If you want an example of proof, think back to 2011 when everyone was on cloud nine for Christian finally winning the World Heavyweight Title and the emotional story of doing it for Edge. Does anyone remember that it was a mere five days later that Randy Orton defeated Christian for that title? Now put Cena in that same situation. There would be riots.
Think back to that time when Orton did turn face and went against Cody Rhodes and Ted Dibiase in a glorified handicap match at WrestleMania. The two youngsters had come off the push of their careers, defeating the likes of HHH and Shawn Michaels, but when Orton easily dispatched of them, there was no outcry of injustice. There were thousands and thousands of fans yelling at the top of their lungs, excited to see what Orton would do as a babyface.
Cena is in the midst of a career Renaissance right now and is consistently praised for every good match he has. People go out of their way to talk about how good Cena is, considering he’s managed to overcome the “Five Moves of Doom” stigma. Orton has had tremendous matches with Bryan, Christian, Rollins, Sheamus, even people like Kane and Mark Henry, but when Orton has a great match, it’s just another day at the office. Again, nothing sticks to the guy.

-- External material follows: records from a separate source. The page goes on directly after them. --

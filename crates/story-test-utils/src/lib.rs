//! Testing utilities for the story workspace
//!
//! Scripted capabilities, a bundle that keeps typed handles to them, and
//! document and corpus fixtures.

#![allow(missing_docs)]

mod scripted;

pub use scripted::{
    rubric_json, Reply, ScriptedAdvisor, ScriptedCorpusJudge, ScriptedDiscoverer, ScriptedExtractor,
    ScriptedJudge, ScriptedRewriter,
};

use std::sync::Arc;
use story_document::{Document, Item, Narrative, RelatedStory, RelationshipKind, StoryInterconnections};
use story_engine::{Advisor, Capabilities, StoryInput};

/// Scripted capabilities with typed handles kept for assertions
#[derive(Debug, Clone)]
pub struct ScriptedCapabilities {
    pub discoverer: Arc<ScriptedDiscoverer>,
    pub advisors: Vec<Arc<ScriptedAdvisor>>,
    pub judge: Arc<ScriptedJudge>,
    pub rewriter: Arc<ScriptedRewriter>,
    pub extractor: Arc<ScriptedExtractor>,
    pub corpus_judge: Arc<ScriptedCorpusJudge>,
}

impl Default for ScriptedCapabilities {
    /// Approving judge, echoing rewriter, nothing discovered or extracted
    fn default() -> Self {
        Self {
            discoverer: Arc::new(ScriptedDiscoverer::default()),
            advisors: Vec::new(),
            judge: Arc::new(ScriptedJudge::new(4.0)),
            rewriter: Arc::new(ScriptedRewriter::new()),
            extractor: Arc::new(ScriptedExtractor::new()),
            corpus_judge: Arc::new(ScriptedCorpusJudge::default()),
        }
    }
}

impl ScriptedCapabilities {
    /// Trait-object bundle for the pipeline
    #[must_use]
    pub fn capabilities(&self) -> Capabilities {
        Capabilities {
            discoverer: self.discoverer.clone(),
            advisors: self
                .advisors
                .iter()
                .map(|a| Arc::clone(a) as Arc<dyn Advisor>)
                .collect(),
            judge: self.judge.clone(),
            rewriter: self.rewriter.clone(),
            extractor: self.extractor.clone(),
            corpus_judge: self.corpus_judge.clone(),
        }
    }
}

/// Seed with a generic shopper narrative
#[must_use]
pub fn seed(id: &str, title: &str) -> StoryInput {
    StoryInput::new(
        id,
        title,
        Narrative::new("shopper", format!("to {}", title.to_lowercase()), "I finish my order"),
    )
}

/// Three shop stories: browse, cart, checkout
#[must_use]
pub fn shop_corpus() -> Vec<StoryInput> {
    vec![
        seed("story-1", "Browse catalog"),
        seed("story-2", "Manage cart"),
        seed("story-3", "Checkout"),
    ]
}

/// Record with one relationship
#[must_use]
pub fn linked(story_id: &str, target: &str, relationship: RelationshipKind) -> StoryInterconnections {
    let mut record = StoryInterconnections::new(story_id);
    record.add_related(RelatedStory::new(target, relationship));
    record
}

/// Checkout document with a few sections filled
#[must_use]
pub fn checkout_document() -> Document {
    let mut doc = Document::new("Checkout").with_story(Narrative::new(
        "returning shopper",
        "to pay with my saved card",
        "checkout takes seconds",
    ));
    doc.user_visible_behavior
        .push(Item::new("UVB-1", "Pay button shows the saved card"));
    doc.outcome_acceptance_criteria
        .push(Item::new("AC-OUT-1", "User sees confirmation"));
    doc.edge_cases.push(Item::new("EDGE-1", "Card declined"));
    doc
}
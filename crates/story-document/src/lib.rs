//! Story Document Model
//!
//! Structured per-story documents and the typed edits that mutate them.
//!
//! # Core Concepts
//!
//! - [`Document`]: title, narrative and eight ordered collections
//! - [`SectionPath`]: closed set of patchable locations, with wire names and id prefixes
//! - [`Patch`]: the advisor ↔ engine interchange shape
//! - [`StoryInterconnections`]: cross-story links extracted after convergence
//! - [`Fingerprint`]: Blake3 digest for optimistic concurrency on patch batches
//!
//! # Example
//!
//! ```rust
//! use story_document::{CollectionPath, Document, SectionPath};
//!
//! let doc = Document::new("Checkout");
//! let path: SectionPath = "outcomeAcceptanceCriteria".parse().unwrap();
//! assert_eq!(path.id_prefix(), Some("AC-OUT-"));
//! assert!(doc.collection(CollectionPath::OutcomeAcceptanceCriteria).is_empty());
//! ```

#![warn(unreachable_pub)]
#![allow(missing_docs)]

mod document;
mod fingerprint;
mod interconnect;
mod patch;
mod path;

pub use document::{
    CollectionMut, CollectionRef, Document, Entry, ImplementationNotes, Item, Narrative,
    UiMappingEntry,
};
pub use fingerprint::{Fingerprint, FingerprintError};
pub use interconnect::{Ownership, RelatedStory, RelationshipKind, StoryInterconnections};
pub use patch::{Patch, PatchBatch, PatchItem, PatchMatch, PatchMetadata, PatchOp, PatchParseError};
pub use path::{
    CollectionPath, ImplNoteKey, NarrativeField, PathError, SectionPath, MAX_TEXT_LEN,
};

/// Version of this crate
pub const VERSION: &str = env!("CARGO_PKG_VERSION");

How he got to this point is an interesting question. It doesn’t hurt that he has the last iconic finishing move in WWE, maybe in all of pro wrestling. Fans still lose their minds when he hits the RKO. The fact that he’s almost made a game of how to find new ways to deliver it, only adds to the legend of the maneuver. I think more than that though, the fans view him as one of those guys that actually did break through the glass ceiling.
Despite his protected standing in the company now, Orton wasn’t handed the world on a silver platter like Cena was. A lot of that was Orton’s fault, which he admits himself for his attitude issues and not getting it. There was a time after his first World Title run failed after just a month as champion, that people felt he would be fired before he was ever World Champion again. When the successful partnership with Edge in Rated RKO was broken up, it was clear that Edge was the guy that would get the push. He was the Michaels, Orton was the Jannetty. So when Orton finally broke through and won the title again, ironically due to a Cena injury where he had to vacate the title, the fans were actually happy that Orton was given the opportunity again. It had been a long three years for Orton.

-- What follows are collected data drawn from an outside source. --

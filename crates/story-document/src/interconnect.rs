//! Cross-story interconnection records
//!
//! [`StoryInterconnections`] is extracted per story once every story has
//! converged on its own. It is what ties one document into the system model.

use serde::{Deserialize, Serialize};
use std::collections::BTreeMap;
use std::fmt::{self, Display, Formatter};

/// How one story relates to another
#[derive(Debug, Clone, Copy, PartialEq, Eq, PartialOrd, Ord, Hash, Serialize, Deserialize)]
#[serde(rename_all = "lowercase")]
pub enum RelationshipKind {
    /// Must ship before this story
    Prerequisite,
    /// Can ship alongside
    Parallel,
    /// Builds on this story
    Dependent,
    /// Loosely related
    Related,
}

impl RelationshipKind {
    /// Rendering order of relationship groups
    pub const ORDER: [Self; 4] = [
        Self::Prerequisite,
        Self::Parallel,
        Self::Dependent,
        Self::Related,
    ];

    /// Group heading
    #[inline]
    #[must_use]
    pub const fn heading(self) -> &'static str {
        match self {
            Self::Prerequisite => "Prerequisite",
            Self::Parallel => "Parallel",
            Self::Dependent => "Dependent",
            Self::Related => "Related",
        }
    }
}

impl Display for RelationshipKind {
    fn fmt(&self, f: &mut Formatter<'_>) -> fmt::Result {
        f.write_str(match self {
            Self::Prerequisite => "prerequisite",
            Self::Parallel => "parallel",
            Self::Dependent => "dependent",
            Self::Related => "related",
        })
    }
}

/// One edge to another story
#[derive(Debug, Clone, PartialEq, Eq, Serialize, Deserialize)]
#[serde(rename_all = "camelCase")]
pub struct RelatedStory {
    pub story_id: String,
    pub relationship: RelationshipKind,
    #[serde(default, skip_serializing_if = "Option::is_none")]
    pub description: Option<String>,
}

impl RelatedStory {
    /// New edge without description
    #[must_use]
    pub fn new(story_id: impl Into<String>, relationship: RelationshipKind) -> Self {
        Self {
            story_id: story_id.into(),
            relationship,
            description: None,
        }
    }

    /// Attach a description
    #[must_use]
    pub fn with_description(mut self, description: impl Into<String>) -> Self {
        self.description = Some(description.into());
        self
    }
}

/// State and event ownership of a story
#[derive(Debug, Clone, Default, PartialEq, Eq, Serialize, Deserialize)]
#[serde(rename_all = "camelCase")]
pub struct Ownership {
    #[serde(default)]
    pub owns_state: Vec<String>,
    #[serde(default)]
    pub consumes_state: Vec<String>,
    #[serde(default)]
    pub emits_events: Vec<String>,
    #[serde(default)]
    pub listens_to_events: Vec<String>,
}

impl Ownership {
    /// True when nothing is owned, consumed, emitted or listened to
    #[must_use]
    pub fn is_empty(&self) -> bool {
        self.owns_state.is_empty()
            && self.consumes_state.is_empty()
            && self.emits_events.is_empty()
            && self.listens_to_events.is_empty()
    }

    /// Union another ownership record into this one, keeping first-seen order
    pub fn merge(&mut self, other: &Ownership) {
        push_unique(&mut self.owns_state, &other.owns_state);
        push_unique(&mut self.consumes_state, &other.consumes_state);
        push_unique(&mut self.emits_events, &other.emits_events);
        push_unique(&mut self.listens_to_events, &other.listens_to_events);
    }
}

fn push_unique(into: &mut Vec<String>, from: &[String]) {
    for value in from {
        if !into.contains(value) {
            into.push(value.clone());
        }
    }
}

/// Interconnections of one story
#[derive(Debug, Clone, Default, PartialEq, Eq, Serialize, Deserialize)]
#[serde(rename_all = "camelCase")]
pub struct StoryInterconnections {
    /// May be omitted on input; the engine files records by story
    #[serde(default)]
    pub story_id: String,
    /// Product term → stable component identifier
    #[serde(default)]
    pub ui_mapping: BTreeMap<String, String>,
    /// Stable identifiers this story depends on
    #[serde(default)]
    pub contract_dependencies: Vec<String>,
    #[serde(default)]
    pub ownership: Ownership,
    #[serde(default)]
    pub related_stories: Vec<RelatedStory>,
}

impl StoryInterconnections {
    /// Empty record for a story
    #[inline]
    #[must_use]
    pub fn new(story_id: impl Into<String>) -> Self {
        Self {
            story_id: story_id.into(),
            ..Self::default()
        }
    }

    /// Add an edge unless the same (target, kind) is already recorded
    ///
    /// Returns `true` when the edge is new.
    pub fn add_related(&mut self, related: RelatedStory) -> bool {
        let exists = self
            .related_stories
            .iter()
            .any(|r| r.story_id == related.story_id && r.relationship == related.relationship);
        if exists {
            return false;
        }
        self.related_stories.push(related);
        true
    }

    /// Add a contract dependency unless already present
    pub fn add_contract_dependency(&mut self, id: impl Into<String>) -> bool {
        let id = id.into();
        if self.contract_dependencies.contains(&id) {
            return false;
        }
        self.contract_dependencies.push(id);
        true
    }

    /// Whether any edge points at `story_id`
    #[must_use]
    pub fn links_to(&self, story_id: &str) -> bool {
        self.related_stories.iter().any(|r| r.story_id == story_id)
    }

    /// Edges grouped prerequisite → parallel → dependent → related
    #[must_use]
    pub fn grouped_relationships(&self) -> Vec<(RelationshipKind, Vec<&RelatedStory>)> {
        RelationshipKind::ORDER
            .iter()
            .map(|kind| {
                let group: Vec<_> = self
                    .related_stories
                    .iter()
                    .filter(|r| r.relationship == *kind)
                    .collect();
                (*kind, group)
            })
            .filter(|(_, group)| !group.is_empty())
            .collect()
    }

    /// True when nothing was recorded
    #[must_use]
    pub fn is_empty(&self) -> bool {
        self.ui_mapping.is_empty()
            && self.contract_dependencies.is_empty()
            && self.ownership.is_empty()
            && self.related_stories.is_empty()
    }
}

#[cfg(test)]
mod tests {
    use super::*;

    #[test]
    fn add_related_dedupes_same_edge() {
        let mut links = StoryInterconnections::new("story-1");
        assert!(links.add_related(RelatedStory::new("story-2", RelationshipKind::Parallel)));
        assert!(!links.add_related(RelatedStory::new("story-2", RelationshipKind::Parallel)));
        assert!(links.add_related(RelatedStory::new("story-2", RelationshipKind::Dependent)));
        assert_eq!(links.related_stories.len(), 2);
        assert!(links.links_to("story-2"));
    }

    #[test]
    fn grouped_in_fixed_order() {
        let mut links = StoryInterconnections::new("s");
        links.add_related(RelatedStory::new("c", RelationshipKind::Related));
        links.add_related(RelatedStory::new("a", RelationshipKind::Prerequisite));
        links.add_related(RelatedStory::new("b", RelationshipKind::Dependent));
        let kinds: Vec<_> = links
            .grouped_relationships()
            .into_iter()
            .map(|(k, _)| k)
            .collect();
        assert_eq!(
            kinds,
            vec![
                RelationshipKind::Prerequisite,
                RelationshipKind::Dependent,
                RelationshipKind::Related
            ]
        );
    }

    #[test]
    fn ownership_merge_keeps_order_and_uniqueness() {
        let mut a = Ownership {
            owns_state: vec!["STATE-CART".into()],
            ..Ownership::default()
        };
        let b = Ownership {
            owns_state: vec!["STATE-CART".into(), "STATE-USER".into()],
            emits_events: vec!["EVT-PAID".into()],
            ..Ownership::default()
        };
        a.merge(&b);
        assert_eq!(a.owns_state, vec!["STATE-CART", "STATE-USER"]);
        assert_eq!(a.emits_events, vec!["EVT-PAID"]);
    }

    #[test]
    fn json_shape() {
        let json = r#"{"storyId":"s1","relatedStories":[{"storyId":"s2","relationship":"prerequisite"}]}"#;
        let links: StoryInterconnections = serde_json::from_str(json).unwrap();
        assert_eq!(links.related_stories[0].relationship, RelationshipKind::Prerequisite);
        assert!(links.ownership.is_empty());
    }
}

The fact that Orton has been able to develop this Teflon personality is his greatest attribute in my opinion. When he’s a face, 100% of the crowd cheers him. When he’s a heel, 100% of the crowd boos him. He’s a chameleon in that he can be put in any and all situations. He thrives on that.
So while everyone makes plans for all the top superstars for SummerSlam and ultimately WrestleMania next year (the card that I couldn’t even find a match for him myself), he’ll just be in the background, doing what he does best, being one of the greatest wrestlers we’ve ever seen while somehow managing to be overlooked at the same time.
We’ve never seen a superstar like that before, and we may never see one again.